A liberação ambiental da construção da usina hidrelétrica de Belo Monte, no Rio Xingu, uma das maiores do mundo, pelo Ibama, foi baseada em pareceres técnicos, afirmou nesta segunda-feira a diretora do instituto, Gisela Forattini. A usina, quer será a terceira maior do mundo em capacidade instalada, recebeu licenciamento ambiental, sendo alvo de críticas do Ministério Público Federal.
A liberação ambiental da construção da usina hidrelétrica de Belo Monte, no Rio Xingu, uma das maiores do mundo, pelo Ibama, foi baseada em pareceres técnicos, afirmou nesta segunda-feira a diretora do instituto, Gisela Forattini.

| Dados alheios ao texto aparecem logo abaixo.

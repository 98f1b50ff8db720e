pub mod summarizer;
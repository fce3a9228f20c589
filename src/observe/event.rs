//! # Lifecycle events emitted by the engine.
//!
//! The [`EngineEventKind`] enum classifies event types across three categories:
//! - **Execution lifecycle**: start, task dispatch, completion, failure
//! - **Completion race outcomes**: committed vs. deferred proposals
//! - **Subscriber plumbing**: overflow and panic reports
//!
//! These are observability events only: they are fire-and-forget, carry
//! wall-clock timestamps, and never feed back into program logic or the
//! durable event log (which must stay replay-deterministic).
//!
//! ## Ordering guarantees
//! Each event has a globally unique sequence number (`seq`) that increases
//! monotonically. Use `seq` to restore the exact order when events are
//! delivered out of order.

use std::sync::atomic::{AtomicU64, Ordering as AtomicOrdering};
use std::sync::Arc;
use std::time::{Duration, SystemTime};

/// Global sequence counter for engine-event ordering.
static ENGINE_EVENT_SEQ: AtomicU64 = AtomicU64::new(0);

/// Classification of engine lifecycle events.
#[derive(Debug, Clone, Copy, PartialEq, Eq)]
pub enum EngineEventKind {
    // === Execution lifecycle ===
    /// A new execution was registered and its driver spawned.
    ///
    /// Sets: `execution`, `at`, `seq`.
    ExecutionStarted,

    /// An external signal was accepted into the event log.
    ///
    /// Sets: `execution`, `last_seq` (the appended sequence number),
    /// `reason` (signal name), `at`, `seq`.
    SignalAccepted,

    /// A task batch was cut and handed to the program.
    ///
    /// Sets: `execution`, `task`, `first_seq`/`last_seq` (the batch range,
    /// start exclusive, end inclusive), `at`, `seq`.
    TaskDispatched,

    /// The execution failed terminally (program error or liveness violation).
    ///
    /// Sets: `execution`, `task`, `reason`, `at`, `seq`.
    ExecutionFailed,

    // === Completion race outcomes ===
    /// A completion proposal was committed; the log is sealed.
    ///
    /// Sets: `execution`, `task`, `last_seq` (seq of the `Completed` event),
    /// `at`, `seq`.
    CompletionCommitted,

    /// A completion proposal was discarded because a signal was pending or
    /// the log grew past the proposing task. Normal control flow, **not** a
    /// failure: a follow-up task delivers the raced events.
    ///
    /// Sets: `execution`, `task`, `at`, `seq`.
    CompletionDeferred,

    /// A task's program invocation exceeded the liveness bound.
    ///
    /// Sets: `execution`, `task`, `timeout_ms`, `at`, `seq`.
    LivenessTimeout,

    // === Engine lifecycle ===
    /// Engine shutdown was requested; drivers stop at their next safe point.
    ///
    /// Sets: `at`, `seq`.
    ShutdownRequested,

    // === Subscriber plumbing ===
    /// Subscriber dropped an event (queue full or worker closed).
    ///
    /// Sets: `reason` (subscriber name + cause), `at`, `seq`.
    SubscriberOverflow,

    /// Subscriber panicked during event processing.
    ///
    /// Sets: `reason` (panic info), `at`, `seq`.
    SubscriberPanicked,
}

/// Engine lifecycle event with optional metadata.
///
/// - `seq`: monotonic global sequence for ordering
/// - `at`: wall-clock timestamp (for logs)
/// - other optional fields are set depending on the [`EngineEventKind`]
#[derive(Clone, Debug)]
pub struct EngineEvent {
    /// Globally unique, monotonically increasing sequence number.
    pub seq: u64,
    /// Wall-clock timestamp.
    pub at: SystemTime,
    /// Event classification.
    pub kind: EngineEventKind,

    /// Execution id, if applicable.
    pub execution: Option<Arc<str>>,
    /// Task number within the execution (1-based).
    pub task: Option<u64>,
    /// Start of a log-sequence range (exclusive).
    pub first_seq: Option<u64>,
    /// End of a log-sequence range (inclusive), or a single appended seq.
    pub last_seq: Option<u64>,
    /// Human-readable detail (signal name, error message, panic info).
    pub reason: Option<Arc<str>>,
    /// Liveness bound in milliseconds (compact).
    pub timeout_ms: Option<u32>,
}

impl EngineEvent {
    /// Creates a new event of the given kind with current timestamp and next
    /// global sequence number.
    pub fn now(kind: EngineEventKind) -> Self {
        Self {
            seq: ENGINE_EVENT_SEQ.fetch_add(1, AtomicOrdering::Relaxed),
            at: SystemTime::now(),
            kind,
            execution: None,
            task: None,
            first_seq: None,
            last_seq: None,
            reason: None,
            timeout_ms: None,
        }
    }

    /// Attaches an execution id.
    #[inline]
    pub fn with_execution(mut self, id: impl Into<Arc<str>>) -> Self {
        self.execution = Some(id.into());
        self
    }

    /// Attaches a task number.
    #[inline]
    pub fn with_task(mut self, number: u64) -> Self {
        self.task = Some(number);
        self
    }

    /// Attaches a log-sequence range (start exclusive, end inclusive).
    #[inline]
    pub fn with_range(mut self, start_exclusive: u64, end_inclusive: u64) -> Self {
        self.first_seq = Some(start_exclusive);
        self.last_seq = Some(end_inclusive);
        self
    }

    /// Attaches a single appended log sequence number.
    #[inline]
    pub fn with_appended_seq(mut self, seq: u64) -> Self {
        self.last_seq = Some(seq);
        self
    }

    /// Attaches a human-readable reason.
    #[inline]
    pub fn with_reason(mut self, reason: impl Into<Arc<str>>) -> Self {
        self.reason = Some(reason.into());
        self
    }

    /// Attaches a liveness bound (stored as milliseconds).
    #[inline]
    pub fn with_timeout(mut self, d: Duration) -> Self {
        let ms = d.as_millis().min(u128::from(u32::MAX)) as u32;
        self.timeout_ms = Some(ms);
        self
    }

    /// Creates a subscriber overflow event.
    #[inline]
    pub fn subscriber_overflow(subscriber: &'static str, cause: &'static str) -> Self {
        EngineEvent::now(EngineEventKind::SubscriberOverflow)
            .with_reason(format!("subscriber={subscriber} cause={cause}"))
    }

    /// Creates a subscriber panic event.
    #[inline]
    pub fn subscriber_panicked(subscriber: &'static str, info: String) -> Self {
        EngineEvent::now(EngineEventKind::SubscriberPanicked)
            .with_reason(format!("subscriber={subscriber} panic={info}"))
    }

    #[inline]
    pub(crate) fn is_subscriber_overflow(&self) -> bool {
        matches!(self.kind, EngineEventKind::SubscriberOverflow)
    }
}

A usina, quer será a terceira maior do mundo em capacidade instalada atrás de Itaipu e Três Gargantas (China), recebeu licenciamento ambiental na quarta-feira passada, sendo alvo de críticas do Ministério Público Federal.
Segundo Forattini, o movimento contrário ao licenciamento deve-se à falta de informação sobre o projeto, que terá capacidade instalada de 11.200 megawatts e cuja primeira unidade geradora deverá entrar em operação comercial em fevereiro de 2015.
– Vimos essa licença como algo de uma forma absolutamente tranquila, embasada em cinco pareceres técnicos –, disse ela em evento do setor.
– Fizemos uma série de reuniões, foram mais de 20 e fizemos também uma vistoria enorme na área –, afirmou, acrescentando que "nos reunimos com mais de 100 representantes de diversas instituições".
O Ministério Público do Pará alega que por supostas pressões do governo o licenciamento foi acelerado e que as compensações ambientais não saíram do papel.
O presidente da Empresa de Pesquisa Energética (EPE), Maurício Tolmasquim, defendeu o processo licitatório da usina.
– Acho que tem um visão ideológica contra usinas hidrelétricas por parte de alguns segmentos –, afirmou.